Downsides recognized so far
But people e.g. recommend to not write CPAN::Meta::Spec
manually, but use some build and authoring tools instead. The problem with those is that some/most are considered deprecated by the linked blog post itself or other sources and some examples even are providing manually written CPAN::Meta::Spec
to those tools in the end only. And if not, they sometimes simply expect infos of CPAN::Meta::Spec
in some custom configuration format, which seems not as well defined as the spec itself. So why use those tools at all instead of writing the spec manually?
Even the CPAN::Meta::Spec
itself seems to be problematic, as the most current version 2 seems to prefer JSON
for some undocumented reason. That is a bad decision for manually writing and maintaining that spec of course, because JSON
lacks comments, which is a no-go for any kind of description maintained by humans in my opinion.
Questions
So, which format/spec can I use to manually describe some abstract distribution using some name and version, including it's optional features and dependencies? Pretty much what seems to be possible with
CPAN::Meta::Spec
already, only that package level dependencies seem too low level for me currently.Which tool should be used to resolve dependencies based on the former spec and supports different source-repos for dependencies like APT, PPM and SVN?

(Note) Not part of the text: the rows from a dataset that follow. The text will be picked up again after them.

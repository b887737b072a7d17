pub mod use_cases;

pub use use_cases::analytics_engine::AnalyticsEngine;
pub use use_cases::dataset_analysis::DatasetAnalysis;
pub use use_cases::date_resolver::DateResolver;
pub use use_cases::row_normalizer::RowNormalizer;
//! Text feature extraction for video descriptions
//! Hashtags, @mentions, emoji counts and character-based truncation
//!
//! Word characters are ASCII `[A-Za-z0-9_]`, so `#美食` is not a hashtag.

use once_cell::sync::Lazy;
use regex::Regex;

static HASHTAG_PATTERN: Lazy<Regex> = Lazy::new(|| Regex::new(r"#[A-Za-z0-9_]+").unwrap());

static MENTION_PATTERN: Lazy<Regex> = Lazy::new(|| Regex::new(r"@[A-Za-z0-9_]+").unwrap());

/// Emoticons, pictographs, transport, regional indicators, misc symbols, dingbats
static EMOJI_RANGES: &[(u32, u32)] = &[
    (0x1F600, 0x1F64F),
    (0x1F300, 0x1F5FF),
    (0x1F680, 0x1F6FF),
    (0x1F1E0, 0x1F1FF),
    (0x2600, 0x26FF),
    (0x2700, 0x27BF),
];

/// Substrings that mark a mention as an official account
static OFFICIAL_MARKERS: &[&str] = &["official", "douyin"];

/// Mentions shorter than this (including the `@`) count as official
const OFFICIAL_MAX_LEN: usize = 5;

pub struct TextFeatures;

impl TextFeatures {
    /// All hashtags in order of appearance, without the leading `#`
    pub fn hashtags(text: &str) -> Vec<&str> {
        HASHTAG_PATTERN
            .find_iter(text)
            .map(|m| &m.as_str()[1..])
            .collect()
    }

    /// All mention tokens in order of appearance, including the leading `@`
    pub fn mentions(text: &str) -> Vec<&str> {
        MENTION_PATTERN.find_iter(text).map(|m| m.as_str()).collect()
    }

    /// Heuristic, not an account check: short handles are assumed to be official
    pub fn is_official_mention(mention: &str) -> bool {
        let lower = mention.to_lowercase();
        OFFICIAL_MARKERS.iter().any(|marker| lower.contains(marker))
            || mention.chars().count() < OFFICIAL_MAX_LEN
    }

    pub fn emoji_count(text: &str) -> usize {
        text.chars().filter(|c| Self::is_emoji(*c)).count()
    }

    fn is_emoji(c: char) -> bool {
        let code = c as u32;
        EMOJI_RANGES
            .iter()
            .any(|&(start, end)| (start..=end).contains(&code))
    }

    /// Length in UTF-16 code units; astral-plane emoji count as 2
    pub fn utf16_len(text: &str) -> usize {
        text.encode_utf16().count()
    }

    /// First `max_chars` characters with `...` always appended
    pub fn preview(text: &str, max_chars: usize) -> String {
        let mut preview: String = text.chars().take(max_chars).collect();
        preview.push_str("...");
        preview
    }
}

#[cfg(test)]
mod tests {
    use super::*;

    #[test]
    fn test_hashtags_strip_marker() {
        assert_eq!(
            TextFeatures::hashtags("desc #fun and #Fun_2 #"),
            vec!["fun", "Fun_2"]
        );
    }

    #[test]
    fn test_hashtags_ignore_non_ascii_words() {
        assert!(TextFeatures::hashtags("#美食").is_empty());
        assert_eq!(TextFeatures::hashtags("#vlog日常"), vec!["vlog"]);
    }

    #[test]
    fn test_mentions_keep_marker() {
        assert_eq!(
            TextFeatures::mentions("测试@official_acct 内容 @bob"),
            vec!["@official_acct", "@bob"]
        );
    }

    #[test]
    fn test_official_mention_heuristic() {
        assert!(TextFeatures::is_official_mention("@official_acct"));
        assert!(TextFeatures::is_official_mention("@DouYinHelper"));
        assert!(TextFeatures::is_official_mention("@abc"));
        assert!(!TextFeatures::is_official_mention("@alice"));
    }

    #[test]
    fn test_emoji_count() {
        assert_eq!(TextFeatures::emoji_count("plain text"), 0);
        assert_eq!(TextFeatures::emoji_count("好吃😀🚀☀"), 3);
        assert_eq!(TextFeatures::emoji_count("✨✨✨✨"), 4);
    }

    #[test]
    fn test_utf16_len_counts_surrogate_pairs() {
        assert_eq!(TextFeatures::utf16_len("abc"), 3);
        assert_eq!(TextFeatures::utf16_len("字字"), 2);
        assert_eq!(TextFeatures::utf16_len("😀☀"), 3);
    }

    #[test]
    fn test_preview_counts_characters() {
        assert_eq!(TextFeatures::preview("短视频", 50), "短视频...");
        assert_eq!(TextFeatures::preview("abcdef", 3), "abc...");
    }
}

With things like Ansible coming into play, is it worth it to maintain some Perl-specific description at all anymore or should one simply use Ansible to describe dependencies and let Ansible provide all of those using plugins or whatever?
Thanks for your suggestions!
回答1:
I want to model dependencies on what CPAN::Meta::Spec calls a distribution
When using ExtUtils::MakeMaker, META_MERGE
gives you access to fields from the META spec that allow you to specify the information you want to specify. The following snippet from DateTime::Format::Atom demonstrates this:
META_MERGE => {
'meta-spec' => { version => 2 },
prereqs => {
configure => {
requires => {
'ExtUtils::MakeMaker' => 6.74,
},
},
runtime => {
requires => {
'strict' => 0,
'version' => 0,
'warnings' => 0,
'DateTime' => 0,
'DateTime::Format::RFC3339' => 0,
},
},
test => {
requires => {
'Test::More' => 0,
},
},
develop => {
requires => {
'FindBin' => 0,
'Pod::Coverage' => 0.18,
'Test::Pod::Coverage' => 1.08,
},
},
},
},
Consult this for the full prereqs
spec.
But both only seem to support dependencies on package instead of some higher distribution level."
You're making a fuss about nothing. It doesn't matter that you have to use Foo::Bar instead of Foo-Bar.